LOS ANGELES (CNS) - An experimental form of gene therapy developed by a team of researchers from UCLA and Great Ormond Street Hospital in London has successfully treated 48 of 50 children born with a rare and deadly inherited disorder that leaves them without an immune system, according to a study published today.

Severe combined immunodeficiency due to adenosine deaminase deficiency, or ADA-SCID, is caused by mutations in the ADA gene that creates the enzyme adenosine deaminase, which is essential to a functioning immune system. For children with the condition, even day-to-day activities like going to school or playing with friends can lead to dangerous, life-threatening infections. If untreated, ADA-SCID can be fatal within the first two years of life.

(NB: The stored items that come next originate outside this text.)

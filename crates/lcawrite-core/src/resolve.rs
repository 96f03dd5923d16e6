//! Which rules of a bundle apply to a given document.
//!
//! Exactly one path is taken per document: a binding by id wins outright,
//! otherwise the composite process name is matched against the bundle's name
//! rules, otherwise only the global rules apply.

use regex::Regex;
use serde_json::Value;
use tracing::debug;

use crate::audit::{Decision, DocumentAudit};
use crate::multilang;
use crate::requirement::{ExchangeUpdate, FieldUpdate, NameRule, RequirementBundle, RuleSet};
use crate::tree;

/// Joins the parts of a composite process name.
pub const NAME_SEPARATOR: &str = "; ";

/// Name parts under `processInformation/dataSetInformation/name`, in key order.
const NAME_PARTS: [&str; 4] = [
    "baseName",
    "treatmentStandardsRoutes",
    "mixAndLocationTypes",
    "functionalUnitFlowProperties",
];

/// Audit label for resolution decisions.
const NAME_FIELD: &str = "process name";

#[derive(Debug, Clone, PartialEq, Eq)]
pub enum ResolutionPath {
    Bound { template: String },
    Named { process_name: String },
    GlobalOnly,
}

/// Ordered updates selected for one document.
#[derive(Debug, Clone, PartialEq)]
pub struct Resolution {
    pub path: ResolutionPath,
    pub fields: Vec<FieldUpdate>,
    pub exchanges: Vec<ExchangeUpdate>,
    /// Composite name keys derived from the document.
    pub name_keys: Vec<String>,
}

enum NameMatch<'b> {
    Confident(&'b NameRule),
    LowConfidence(&'b NameRule, String),
    None,
}

impl RequirementBundle {
    /// Select the updates for `document_id`, global rules first.
    pub fn resolve(
        &self,
        document_id: &str,
        document: &Value,
        audit: &mut DocumentAudit<'_>,
    ) -> Resolution {
        let name_keys = derive_name_keys(document);

        if let Some(template) = self.bindings.get(document_id) {
            match self.templates.get(template) {
                Some(rules) => {
                    debug!(document_id, template = %template, "bound template");
                    return self.assemble(
                        ResolutionPath::Bound {
                            template: template.clone(),
                        },
                        Some(rules.clone()),
                        name_keys,
                    );
                }
                None => {
                    audit.record(
                        NAME_FIELD,
                        Decision::SkippedUnmapped,
                        format!("binding names unknown template '{template}'; global rules only"),
                    );
                    return self.assemble(ResolutionPath::GlobalOnly, None, name_keys);
                }
            }
        }

        match self.match_name(&name_keys) {
            NameMatch::Confident(rule) => {
                debug!(document_id, process_name = %rule.process_name, "matched process rule");
                self.assemble(
                    ResolutionPath::Named {
                        process_name: rule.process_name.clone(),
                    },
                    Some(rule.rules.clone()),
                    name_keys,
                )
            }
            NameMatch::LowConfidence(rule, key) => {
                audit.record(
                    NAME_FIELD,
                    Decision::SkippedLowConfidence,
                    format!(
                        "'{key}' only partially matches process rule '{}'; rule not applied",
                        rule.process_name
                    ),
                );
                self.assemble(ResolutionPath::GlobalOnly, None, name_keys)
            }
            NameMatch::None => {
                let derived = if name_keys.is_empty() {
                    "<no process name>".to_string()
                } else {
                    name_keys.join(" | ")
                };
                audit.record(
                    NAME_FIELD,
                    Decision::SkippedUnmapped,
                    format!("no process rule for '{derived}'; global rules only"),
                );
                self.assemble(ResolutionPath::GlobalOnly, None, name_keys)
            }
        }
    }

    fn assemble(
        &self,
        path: ResolutionPath,
        selected: Option<RuleSet>,
        name_keys: Vec<String>,
    ) -> Resolution {
        let mut fields = self.global_rules.clone();
        let mut exchanges = self.exchange_rules.clone();
        if let Some(rules) = selected {
            fields.extend(rules.fields);
            exchanges.extend(rules.exchanges);
        }
        Resolution {
            path,
            fields: dedup_keep_last(fields),
            exchanges: dedup_keep_last(exchanges),
            name_keys,
        }
    }

    fn match_name(&self, keys: &[String]) -> NameMatch<'_> {
        let normalised: Vec<String> = keys.iter().map(|key| normalise_name(key)).collect();
        let mut partial = None;
        for rule in &self.name_rules {
            let wanted = normalise_name(&rule.process_name);
            if wanted.is_empty() {
                continue;
            }
            for (key, candidate) in keys.iter().zip(&normalised) {
                if candidate.is_empty() {
                    continue;
                }
                if names_match(&wanted, candidate) {
                    return NameMatch::Confident(rule);
                }
                if partial.is_none() && overlaps(&wanted, candidate) {
                    partial = Some((rule, key.clone()));
                }
            }
        }
        match partial {
            Some((rule, key)) => NameMatch::LowConfidence(rule, key),
            None => NameMatch::None,
        }
    }
}

/// Composite name keys for a document, one per base-name language in canonical
/// order. Qualifiers use the same language, falling back to their first entry.
pub fn derive_name_keys(document: &Value) -> Vec<String> {
    let root = tree::process_root(document);
    let name = match tree::lookup(root, &["processInformation", "dataSetInformation", "name"]) {
        Ok(Some(name)) => name,
        _ => return Vec::new(),
    };
    let name = match name {
        Value::Array(items) if items.len() == 1 => &items[0],
        other => other,
    };
    let part = |key: &str| name.get(key).cloned().unwrap_or(Value::Null);

    let mut bases = multilang::canonical_pairs(&multilang::entries(&part(NAME_PARTS[0])));
    if bases.is_empty() {
        bases.push((multilang::DEFAULT_LANGUAGE.to_string(), String::new()));
    }

    let mut keys: Vec<String> = Vec::new();
    for (lang, base) in bases {
        let mut segments = vec![base.trim().to_string()];
        for qualifier in &NAME_PARTS[1..] {
            let text = multilang::text_for(&part(*qualifier), &lang).unwrap_or_default();
            segments.push(text.trim().to_string());
        }
        while segments.last().is_some_and(String::is_empty) {
            segments.pop();
        }
        let key = segments.join(NAME_SEPARATOR);
        if !key.is_empty() && !keys.contains(&key) {
            keys.push(key);
        }
    }
    keys
}

/// Lowercase, collapse whitespace and drop empty `;` segments.
pub fn normalise_name(name: &str) -> String {
    name.split(';')
        .map(|segment| {
            segment
                .split_whitespace()
                .collect::<Vec<_>>()
                .join(" ")
                .to_lowercase()
        })
        .filter(|segment| !segment.is_empty())
        .collect::<Vec<_>>()
        .join(NAME_SEPARATOR)
}

/// Exact or `*` wildcard match of two normalised names.
fn names_match(wanted: &str, candidate: &str) -> bool {
    if wanted == candidate {
        return true;
    }
    if !wanted.contains('*') {
        return false;
    }
    let pattern = format!("^{}$", regex::escape(wanted).replace(r"\*", ".*"));
    Regex::new(&pattern).is_ok_and(|re| re.is_match(candidate))
}

/// Containment in either direction, whole or segment by segment.
fn overlaps(wanted: &str, candidate: &str) -> bool {
    if wanted.contains(candidate) || candidate.contains(wanted) {
        return true;
    }
    let segments_within = |from: &str, within: &str| {
        let mut segments = from.split(';').map(str::trim).filter(|s| !s.is_empty()).peekable();
        segments.peek().is_some() && segments.all(|segment| within.contains(segment))
    };
    segments_within(wanted, candidate) || segments_within(candidate, wanted)
}

/// Remove duplicates, keeping the last occurrence of each.
fn dedup_keep_last<T: PartialEq>(items: Vec<T>) -> Vec<T> {
    let mut out: Vec<T> = Vec::with_capacity(items.len());
    for item in items.into_iter().rev() {
        if !out.contains(&item) {
            out.push(item);
        }
    }
    out.reverse();
    out
}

The new gene therapy method involves first collecting some of the child's blood-forming stem cells, which have the potential to create all types of blood and immune cells. Next, using an approach developed by the research team, a new copy of the ADA gene is delivered into the stem cells by a modified lentivirus, or "viral vector."

The corrected cells are then returned to the child's body, where they are intended to produce a continual supply of healthy immune cells capable of fighting infection, according to researchers.

In the study published in the New England Journal of Medicine, co-lead authors Dr. Donald Kohn of UCLA and Dr. Claire Booth of Great Ormond Street Hospital report two- and three-year outcomes for children treated with the lentiviral gene therapy in clinical trials at the London hospital, UCLA Mattel Children's Hospital and the National Institutes of Health between 2012 and 2017.

"Between all three clinical trials, 50 patients were treated, and the overall results were very encouraging," said Kohn, a professor of microbiology, immunology and molecular genetics and a member of the Eli and Edythe Broad Center of Regenerative Medicine and Stem Cell Research at UCLA.

"All the patients are alive and well, and in more than 95% of them, the therapy appears to have corrected their underlying immune system problems."

No complications or treatment-limiting events were reported among the patients. Most adverse events were mild or moderate, and were considered to be related to routine procedures performed in preparation for the experimental gene therapy treatment or effects of the immune system rebuilding, researchers said.

"Treatment was successful in all but two of the 50 cases, and both of those children were able to return to current standard-of care-therapies and treatments, with one eventually receiving a bone marrow transplant," said Kohn, who has been working to develop gene therapies for ADA-SCID and other blood diseases for 35 years.